Segment Open
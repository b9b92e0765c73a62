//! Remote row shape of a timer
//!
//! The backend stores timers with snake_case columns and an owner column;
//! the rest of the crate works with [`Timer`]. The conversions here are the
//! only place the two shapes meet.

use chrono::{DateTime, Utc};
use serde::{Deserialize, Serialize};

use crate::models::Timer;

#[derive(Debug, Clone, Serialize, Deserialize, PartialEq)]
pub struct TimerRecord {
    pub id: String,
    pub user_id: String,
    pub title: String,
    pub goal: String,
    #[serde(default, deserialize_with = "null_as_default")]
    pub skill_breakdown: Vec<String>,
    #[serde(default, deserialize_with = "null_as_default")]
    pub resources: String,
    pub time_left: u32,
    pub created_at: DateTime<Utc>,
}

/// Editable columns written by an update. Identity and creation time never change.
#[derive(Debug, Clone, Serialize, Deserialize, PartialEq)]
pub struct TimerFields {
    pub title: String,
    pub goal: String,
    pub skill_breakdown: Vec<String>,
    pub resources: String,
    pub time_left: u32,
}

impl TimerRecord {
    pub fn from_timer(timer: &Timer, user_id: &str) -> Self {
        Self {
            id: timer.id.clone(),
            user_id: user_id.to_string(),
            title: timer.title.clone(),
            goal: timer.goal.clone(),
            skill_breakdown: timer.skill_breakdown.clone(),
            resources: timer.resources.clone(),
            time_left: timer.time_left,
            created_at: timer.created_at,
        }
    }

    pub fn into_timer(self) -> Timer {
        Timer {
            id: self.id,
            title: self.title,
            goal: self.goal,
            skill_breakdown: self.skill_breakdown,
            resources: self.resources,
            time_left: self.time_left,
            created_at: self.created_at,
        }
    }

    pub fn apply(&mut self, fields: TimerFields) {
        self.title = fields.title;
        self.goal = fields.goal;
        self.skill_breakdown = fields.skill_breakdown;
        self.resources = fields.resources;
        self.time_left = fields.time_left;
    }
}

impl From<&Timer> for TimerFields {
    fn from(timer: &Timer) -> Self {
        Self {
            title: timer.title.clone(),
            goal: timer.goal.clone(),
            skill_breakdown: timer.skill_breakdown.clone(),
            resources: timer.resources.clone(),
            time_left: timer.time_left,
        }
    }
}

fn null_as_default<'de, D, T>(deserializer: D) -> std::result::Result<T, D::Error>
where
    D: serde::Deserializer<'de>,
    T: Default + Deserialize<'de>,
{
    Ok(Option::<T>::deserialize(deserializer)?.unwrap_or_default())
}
Segment Closed
Extract all lines from the material above that include the word "columns".

//! The backend stores timers with snake_case columns and an owner column;
/// Editable columns written by an update. Identity and creation time never change.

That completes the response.